# Ensemble with Different Instrumentation?



## Brian Albin (May 4, 2019)

Hello,
Mozart's string quintet had an extra viola, while Schubert's string quintet had an extra cello. This variety tells that composers are willing to be flexible with how they assemble a quintet, and yet I have not come across a string quartet which was other than the standard 2 violins, 1 viola, 1 cello. 
　
I thought perhaps an interesting voicing might be 1 violin 2 violas and 1 cello. Instead of the violin leading, the violas could be the main voice with the cello adding the usual warmth and weight, and the violin only there to give a brightness and lightness to the voices of the violas. 
　
Have you found a string quartet written for an alternative instrument compliment? 
　
I thank you, Brian


----------



## MarkW (Feb 16, 2015)

No, but I've heard a kazoo quartet.


----------



## Mandryka (Feb 22, 2013)

Explore John Cage's Quartets I - VIII. Only four instruments from a large ensemble play at any given time. The database here will give you info and recordings

https://johncage.org/


----------



## Heliogabo (Dec 29, 2014)

You can explore Edgard Meyer's quintet for string quartet & double bass.
Here the composer plays w/ Emerson SQ:


----------



## elgar's ghost (Aug 8, 2010)

I've _heard of_ a quartet work for three violins and one viola but I can't recall who the composer was or when it was composed - can't be overly famous, I assume.


----------



## Brian Albin (May 4, 2019)

I thank you all for the responses. 
It seems that the conventional format is not one the composers wish to depart from.

Brian


----------



## Brian Albin (May 4, 2019)

I today found the *Schubert* - Quintet for Violin, Viola, Cello, Double Bass and Piano in A-Dur, Op. 114 D. 667. 
An interesting coloration. But thin or sparse. Perhaps that was the way he deliberately wrote it, and someone with other intent could get a richer sound. Still, when someone wants to write something with an extra measure of clarity, this may be a useful ensemble.

elgars ghost -
 
"I sing the Georges Four,
For Providence could stand no more.
Some say that far the worst
Of all the Four was George the First.
But still by some 'tis reckon'd
That worser still was George the Second.
No mortal ever said one word
Of good or bad of George the Third.
When George the Fourth from Earth descended,
Thank God the line of Georges ended."
- Walter Savage Landor
　
"Demirep" I had to look up in the dictionary.


----------



## elgar's ghost (Aug 8, 2010)

^
^

Yes, I've always liked that poem - a flawed lot, the Hanoverians. Then again, so was every other dynasty.


----------



## Art Rock (Nov 28, 2009)

That quintet is of course very well known (Trout quintet).


----------



## Euler (Dec 3, 2017)

Brian Albin said:


> I thought perhaps an interesting voicing might be 1 violin 2 violas and 1 cello. Instead of the violin leading, the violas could be the main voice with the cello adding the usual warmth and weight, and the violin only there to give a brightness and lightness to the voices of the violas.

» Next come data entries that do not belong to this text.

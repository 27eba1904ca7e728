//! Quality test registry
//!
//! Versioned quality-control definitions evaluated by the decision engine:
//!
//! - [`TestEquivalenceGroup`]: interchangeable tests sharing one roll-up
//! - [`QualityTest`] / [`TestVersion`]: named tests with numbered versions
//! - [`Rule`]: a metric-threshold check with independent warn/fail bounds
//! - [`Decision`]: a boolean combinator over one or two rules
//! - [`TestFilter`]: a metadata-keyed skip condition
//!
//! The registry enforces referential integrity on registration and owns the
//! latest-version invariant: [`TestRegistry::publish_version`] swaps
//! `is_latest` atomically.
//!
//! # Example
//!
//! ```rust
//! use prov_registry::{QualityTest, Rule, TestRegistry};
//!
//! let registry = TestRegistry::new();
//! let test = registry.register_test(QualityTest::new("basic-qc"));
//! let version = registry.publish_version(test).unwrap();
//! registry
//!     .add_rule(Rule::new(version.id, "sequence", "pc_acgt").fail_below(0.9))
//!     .unwrap();
//! assert_eq!(registry.latest_version(test).unwrap().id, version.id);
//! ```

#![warn(missing_docs)]

pub mod error;
pub mod model;
pub mod registry;

// Re-exports
pub use error::RegistryError;
pub use model::{
    Decision, DecisionId, DecisionKind, DecisionOp, EquivalenceGroupId, FilterOp, QualityTest,
    Rule, RuleId, TestEquivalenceGroup, TestFilter, TestId, TestVersion, TestVersionId,
};
pub use registry::TestRegistry;

/// Version of this crate
pub const VERSION: &str = env!("CARGO_PKG_VERSION");
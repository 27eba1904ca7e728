//! Provenance graph traversal
//!
//! Cycle-safe, bidirectional walks over the entity store:
//!
//! - [`ProvenanceWalker::ancestry`]: ordered process history, earliest
//!   first
//! - [`ProvenanceWalker::descendants`]: nested downstream tree with bridge
//!   gating
//! - [`ProvenanceWalker::is_quarantined`] / [`ProvenanceWalker::quarantine`]:
//!   taint detection and flagging with an auditable reason
//!
//! All visited state is owned by a single call; traversals are read-only,
//! take no exclusive locks, and tolerate a concurrently mutating store.
//!
//! # Example
//!
//! ```rust
//! use chrono::Utc;
//! use prov_entity::prelude::*;
//! use prov_graph::ProvenanceWalker;
//!
//! let store = EntityStore::new();
//! let rack = store.insert_group(Group::new(GroupKind::Rack, "R1")).unwrap();
//! let sample = store
//!     .insert_artifact(Artifact::new(ArtifactKind::Biosample, "S1").in_group(rack))
//!     .unwrap();
//! let library = store
//!     .insert_artifact(Artifact::new(ArtifactKind::Library, "L1").in_group(rack))
//!     .unwrap();
//! let pooling = store
//!     .insert_process(Process::new(ProcessKind::Pooling, Utc::now(), "tech"))
//!     .unwrap();
//! store
//!     .insert_record(ProcessRecord::new(pooling).with_input(sample).with_output(library))
//!     .unwrap();
//!
//! let walker = ProvenanceWalker::new(&store);
//! let history = walker.ancestry(EntityRef::Artifact(library));
//! assert_eq!(history.len(), 1);
//! ```

#![warn(missing_docs)]

pub mod error;
pub mod walker;

// Re-exports
pub use error::GraphError;
pub use walker::{LineageNode, ProvenanceWalker};

/// Version of this crate
pub const VERSION: &str = env!("CARGO_PKG_VERSION");
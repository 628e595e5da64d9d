use rand::rngs::StdRng;
use rand::{Rng, SeedableRng};
use tether::kmer::encode::{decode, reverse_complement, KmerEncoder};

fn random_seq(rng: &mut StdRng, len: usize) -> Vec<u8> {
    (0..len).map(|_| b"ACGT"[rng.gen_range(0..4)]).collect()
}

#[test]
fn invalid_base_rejected() {
    let mut encoder = KmerEncoder::new(4);
    assert!(encoder.canonical(b"ACGN", 0).is_none());
    assert!(encoder.canonical(b"NCGT", 0).is_none());
    assert!(encoder.canonical(b"AC-T", 0).is_none());
    assert!(encoder.canonical(b"ACGT", 0).is_some());
}

#[test]
fn encoding_is_deterministic() {
    let mut encoder = KmerEncoder::new(4);
    let first = encoder.canonical(b"ACGT", 0).unwrap().to_vec();
    let second = encoder.canonical(b"ACGT", 0).unwrap().to_vec();
    assert_eq!(first, second);
}

#[test]
fn lowercase_encodes_like_uppercase() {
    let mut encoder = KmerEncoder::new(8);
    let upper = encoder.canonical(b"ACGTTGCA", 0).unwrap().to_vec();
    let lower = encoder.canonical(b"acgttgca", 0).unwrap().to_vec();
    assert_eq!(upper, lower);
}

#[test]
fn canonical_symmetry_over_random_sequences() {
    let mut rng = StdRng::seed_from_u64(42);
    for k in 4..=40 {
        let mut encoder = KmerEncoder::new(k);
        for _ in 0..25 {
            let seq = random_seq(&mut rng, k);
            let rc = reverse_complement(&seq);
            let forward = encoder.canonical(&seq, 0).unwrap().to_vec();
            let backward = encoder.canonical(&rc, 0).unwrap().to_vec();
            assert_eq!(
                forward,
                backward,
                "strand asymmetry for {} (k={k})",
                String::from_utf8_lossy(&seq)
            );
        }
    }
}

#[test]
fn decode_returns_smaller_strand() {
    let mut rng = StdRng::seed_from_u64(7);
    for k in 4..=40 {
        let mut encoder = KmerEncoder::new(k);
        for _ in 0..25 {
            let seq = random_seq(&mut rng, k);
            let rc = reverse_complement(&seq);
            let packed = encoder.canonical(&seq, 0).unwrap();
            let expected = std::cmp::min(seq.clone(), rc);
            assert_eq!(decode(packed, k), String::from_utf8(expected).unwrap());
        }
    }
}

#[test]
fn palindrome_keeps_forward_encoding() {
    // ACGT is its own reverse complement
    let mut encoder = KmerEncoder::new(4);
    let packed = encoder.canonical(b"ACGT", 0).unwrap();
    assert_eq!(packed, [0x1B]);
    assert_eq!(decode(packed, 4), "ACGT");

    let mut encoder = KmerEncoder::new(8);
    let packed = encoder.canonical(b"AACGCGTT", 0).unwrap();
    assert_eq!(decode(packed, 8), "AACGCGTT");
}

#[test]
fn hanging_bases_forward_win() {
    // forward strand wins on the first byte; tail byte holds one base in the
    // most significant bit pair
    let mut encoder = KmerEncoder::new(5);
    let packed = encoder.canonical(b"ACGTA", 0).unwrap();
    assert_eq!(packed, [0x1B, 0x00]);
    assert_eq!(decode(packed, 5), "ACGTA");
}

#[test]
fn hanging_bases_reverse_win() {
    let mut encoder = KmerEncoder::new(5);
    let packed = encoder.canonical(b"TTTGA", 0).unwrap().to_vec();
    // reverse complement TCAAA is smaller and must be produced exactly as the
    // forward encoding of TCAAA itself
    assert_eq!(decode(&packed, 5), "TCAAA");
    let direct = encoder.canonical(b"TCAAA", 0).unwrap();
    assert_eq!(packed, direct);
}

#[test]
fn window_offset_matches_slice() {
    let mut encoder = KmerEncoder::new(9);
    let seq = b"GGGACGTACGTACCC";
    let windowed = encoder.canonical(seq, 3).unwrap().to_vec();
    let sliced = encoder.canonical(&seq[3..12], 0).unwrap();
    assert_eq!(windowed, sliced);
}

#[test]
#[should_panic]
fn tiny_k_rejected() {
    KmerEncoder::new(3);
}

Carl Stamitz wrote 12 quartets for this combination (very underrated composer!), but the violas are mainly inner voices with the violin dominating. Pleyel also wrote a cracking quartet with 2 violas.

You might enjoy Hoffmeister's double bass quartets -- these are for bass/violin/viola/cello with the bass replacing the first violin as lead instrument.

I have a nice CD of quartets for four cellos, Romantic pieces by Offenbach and some less known cellist-composers like Wilhelm Fitzenhagen and Julius Klengel.

In modern music there are several non-standard string quartets, Jay Sydeman wrote a couple and Rzewski wrote one for 4 violas (8 voices though since the musicians also talk).


----------



## BobBrines (Jun 14, 2018)

Michael Haydn wrote a rather nice trio for viola, cello and double bass. I combo I would like to hear is a low quartet: 2 violas, cello and double bass.


----------



## Brian Albin (May 4, 2019)

I than you, Euler for the education!
I have listened to music for many years, but I have never studied it. As I visit this forum, I am becoming aware of how much I do not know.

Brian


----------



## gregorx (Jan 25, 2020)

Brian Albin said:


> I than you, Euler for the education!
> I have listened to music for many years, but I have never studied it. As I visit this forum, I am becoming aware of how much I do not know.
> 
> Brian


Welcome to the club.


----------



## sonance (Aug 20, 2018)

Your question piqued my interest - so I searched the internet, and it has been a lot of fun. The result though is not very extensive ...

Anton Arensky: String Quartet no. 2 for violin, viola and two cellos





Ignaz Lachner: String Quartet for four violins





(There is also a quartet by Ignaz Lachner for three violins and viola, op. 106. But I couldn't find a YouTube video.)

Giuseppe Maria Cambini composed 6 quartets "concertante" for violin, two violas and bass/cello, op. 21. YouTube offers only the first movements (allegro) of the quartets. I'll give here only the first movement of quartet no. 1:





Grazyna Bacewicz composed a string quartet for four violins and one for four cellos.

SQ for 4 violins, 1st movement:





SQ for 4 cellos, 1st movement:


----------